The only normative (or values) statement in the Constitution is the preamble; the document itself is all about process, not outcomes. The Constitution establishes a set of rules for how our republican form of government is to work; from those rules developed a set of long-standing democratic norms.
As a comparative political scientist who has examined both democratic and authoritarian regimes, I am well aware of the dangers of undermining the rules, norms and institutions of democracy. Democracy is a delicate fabric. If you start pulling at its threads, it could soon unravel.
Donald Trump is deliberately pulling at the threads. President Trump does not respect the rights of people who disagree with him or the Constitution he has sworn an oath to protect. He publicly insults federal judges and the independent judiciary. He demonizes the free press as the “enemy of the people”—a term one expects to hear in a totalitarian regime, not the world’s oldest democracy.
From the moment he took office, he has tried to politicize the military, suggesting people in uniform should be loyal to him personally. He expects his attorney general to act as his private attorney rather than the nation’s chief law enforcement officer. He shuts down the government in a fit of pique when he can’t get his way, creating tremendous financial hardship for hundreds of thousands of federal workers and their families while putting public safety in peril.
He intentionally stokes fear and division, scapegoats minorities, and turns a blind eye to political violence committed by extremists who hear—and take seriously—his white-nationalist dog whistles.
Trump might be the first president in history whose loyalty to the United States has been openly questioned. On too many instances to count, the president has publicly taken Russia’s side. He disrespects and undermines America’s traditional democratic allies while praising brutal dictators.

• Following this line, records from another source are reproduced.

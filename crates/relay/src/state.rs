//! Gemeinsamer Relay-Zustand
//!
//! Haelt Registry, Broadcaster, Capture-Ablage und die Audit-Senke als ein
//! Arc-geteiltes Serviceobjekt, das beim Start erzeugt und an die
//! Transportschicht gereicht wird. Keine globalen Variablen.

use seance_db::AuditLog;
use std::sync::Arc;

use crate::broadcast::RoomBroadcaster;
use crate::session::SessionRegistry;
use crate::storage::CaptureStorage;

/// Konfiguration fuer das Relay
#[derive(Debug, Clone)]
pub struct RelayConfig {
    /// Karenzzeit in Millisekunden bevor eine verdraengte Verbindung
    /// endgueltig getrennt wird
    pub bump_karenz_ms: u64,
    /// Pruefintervall fuer inaktive Verbindungen in Sekunden
    pub keepalive_sek: u64,
    /// Inaktivitaets-Zeitlimit in Sekunden (Ping-Timeout)
    pub zeitlimit_sek: u64,
    /// Maximale Anzahl gleichzeitiger Verbindungen
    pub max_clients: u32,
}

impl Default for RelayConfig {
    fn default() -> Self {
        Self {
            bump_karenz_ms: 500,
            keepalive_sek: 25,
            zeitlimit_sek: 60,
            max_clients: 512,
        }
    }
}

/// Gemeinsamer Relay-Zustand (thread-safe, Arc-geteilt)
pub struct RelayState<A: AuditLog> {
    /// Relay-Konfiguration
    pub config: RelayConfig,
    /// Session-Registry (Sessions, Roster, Entities, Aufzeichnung)
    pub registry: SessionRegistry,
    /// Raum-Broadcaster (Events an Sockets senden)
    pub broadcaster: RoomBroadcaster,
    /// Capture-Ablage auf der Festplatte
    pub storage: CaptureStorage,
    /// Audit-Senke fuer Verbindungs- und Capture-Ereignisse
    pub audit: A,
}

impl<A: AuditLog> RelayState<A> {
    /// Erstellt einen neuen RelayState
    pub fn neu(config: RelayConfig, storage: CaptureStorage, audit: A) -> Arc<Self> {
        Arc::new(Self {
            config,
            registry: SessionRegistry::neu(),
            broadcaster: RoomBroadcaster::neu(),
            storage,
            audit,
        })
    }
}
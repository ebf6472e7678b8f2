//! Wire-Format fuer TCP-Verbindungen
//!
//! Frame-basiertes Protokoll: Length(u32 big-endian) + JSON-Payload.
//!
//! ## Frame-Format
//!
//! ```text
//! +--------+--------+--------+--------+----...----+
//! | Laenge (u32 BE) | 4 Bytes        | Payload    |
//! +--------+--------+--------+--------+----...----+
//! ```
//!
//! Die Laenge gibt die Anzahl der Payload-Bytes an (ohne die 4 Laengen-Bytes).
//! Maximale Frame-Groesse ist konfigurierbar (Standard: 1 MB).
//!
//! Eingehende Frames werden nur bis zum JSON-Dokument dekodiert; das Mapping
//! auf `ClientEvent` macht der Dispatcher. So trennt ein unbekanntes oder
//! fehlerhaft getyptes Event nicht die Verbindung, sondern wird dort
//! protokolliert und verworfen.

use bytes::{Buf, BufMut, BytesMut};
use std::io;
use tokio_util::codec::{Decoder, Encoder};

use crate::events::ServerEvent;

// ---------------------------------------------------------------------------
// Konstanten
// ---------------------------------------------------------------------------

/// Standard-maximale Frame-Groesse (1 MB)
pub const DEFAULT_MAX_FRAME_SIZE: usize = 1024 * 1024;

/// Groesse des Laengen-Felds in Bytes
pub const LENGTH_FIELD_SIZE: usize = 4;

// ---------------------------------------------------------------------------
// FrameCodec
// ---------------------------------------------------------------------------

/// tokio-util Codec fuer frame-basierte TCP-Verbindungen
///
/// Implementiert `Decoder` (liefert rohe JSON-Dokumente) und
/// `Encoder<ServerEvent>` fuer nahtlose Integration mit
/// `tokio_util::codec::Framed`.
#[derive(Debug, Clone)]
pub struct FrameCodec {
    /// Maximale erlaubte Frame-Groesse in Bytes
    max_frame_size: usize,
}

impl FrameCodec {
    /// Erstellt einen neuen `FrameCodec` mit Standard-Limits
    pub fn new() -> Self {
        Self {
            max_frame_size: DEFAULT_MAX_FRAME_SIZE,
        }
    }

    /// Erstellt einen `FrameCodec` mit benutzerdefinierter maximaler Frame-Groesse
    pub fn with_max_size(max_frame_size: usize) -> Self {
        Self { max_frame_size }
    }

    /// Gibt die konfigurierte maximale Frame-Groesse zurueck
    pub fn max_frame_size(&self) -> usize {
        self.max_frame_size
    }
}

impl Default for FrameCodec {
    fn default() -> Self {
        Self::new()
    }
}

// ---------------------------------------------------------------------------
// Decoder-Implementierung
// ---------------------------------------------------------------------------

impl Decoder for FrameCodec {
    type Item = serde_json::Value;
    type Error = io::Error;

    fn decode(&mut self, src: &mut BytesMut) -> Result<Option<Self::Item>, Self::Error> {
        // Warte auf mindestens 4 Bytes fuer das Laengen-Feld
        if src.len() < LENGTH_FIELD_SIZE {
            return Ok(None);
        }

        // Laenge lesen (big-endian u32) ohne den Buffer zu veraendern
        let length = u32::from_be_bytes([src[0], src[1], src[2], src[3]]) as usize;

        // Maximale Frame-Groesse pruefen
        if length > self.max_frame_size {
            return Err(io::Error::new(
                io::ErrorKind::InvalidData,
                format!(
                    "Frame zu gross: {} Bytes (Maximum: {} Bytes)",
                    length, self.max_frame_size
                ),
            ));
        }

        // Pruefen ob der vollstaendige Frame bereits im Buffer ist
        let total_size = LENGTH_FIELD_SIZE + length;
        if src.len() < total_size {
            // Speicher vorbelegen um Reallocations zu vermeiden
            src.reserve(total_size - src.len());
            return Ok(None);
        }

        // Laengen-Feld verbrauchen
        src.advance(LENGTH_FIELD_SIZE);

        // Payload-Bytes extrahieren
        let payload = src.split_to(length);

        // JSON deserialisieren
        let dokument: serde_json::Value = serde_json::from_slice(&payload).map_err(|e| {
            io::Error::new(
                io::ErrorKind::InvalidData,
                format!("JSON-Deserialisierung fehlgeschlagen: {}", e),
            )
        })?;

        Ok(Some(dokument))
    }
}

// ---------------------------------------------------------------------------
// Encoder-Implementierung
// ---------------------------------------------------------------------------

impl Encoder<ServerEvent> for FrameCodec {
    type Error = io::Error;

    fn encode(&mut self, item: ServerEvent, dst: &mut BytesMut) -> Result<(), Self::Error> {
        // JSON serialisieren
        let json = serde_json::to_vec(&item).map_err(|e| {
            io::Error::new(
                io::ErrorKind::InvalidData,
                format!("JSON-Serialisierung fehlgeschlagen: {}", e),
            )
        })?;

        // Groesse pruefen
        if json.len() > self.max_frame_size {
            return Err(io::Error::new(
                io::ErrorKind::InvalidData,
                format!(
                    "Nachricht zu gross: {} Bytes (Maximum: {} Bytes)",
                    json.len(),
                    self.max_frame_size
                ),
            ));
        }

        // Laengen-Feld + Payload schreiben
        dst.reserve(LENGTH_FIELD_SIZE + json.len());
        dst.put_u32(json.len() as u32);
        dst.put_slice(&json);

        Ok(())
    }
}

// ---------------------------------------------------------------------------
// Tests
// ---------------------------------------------------------------------------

His egocentric approach to international relations is transactional, not strategic. Rather than formulating policy in accordance with America’s national-security interests, he seems to ask of nations and leaders: “What have you done for me lately? How have you treated me personally?”
This is not how to run a superpower, nor is it even a good business model.
In the face of these unprecedented challenges to the rules of the game, congressional members of the party Trump now leads have largely abdicated their duty to protect our constitutional system.
In 1787, James Madison explained in Federalist 51 how the Constitution’s separation of powers would provide an institutional defense against tyranny. “Ambition must be made to counteract ambition,” he said. Sadly, rather than using their legislative independence and oversight powers to check executive branch abuses, Republicans in Congress have become a rubber stamp, displaying a higher loyalty to the president than to the Constitution’s separation of powers. Only now that the Democrats control the House might some constitutional balance be restored.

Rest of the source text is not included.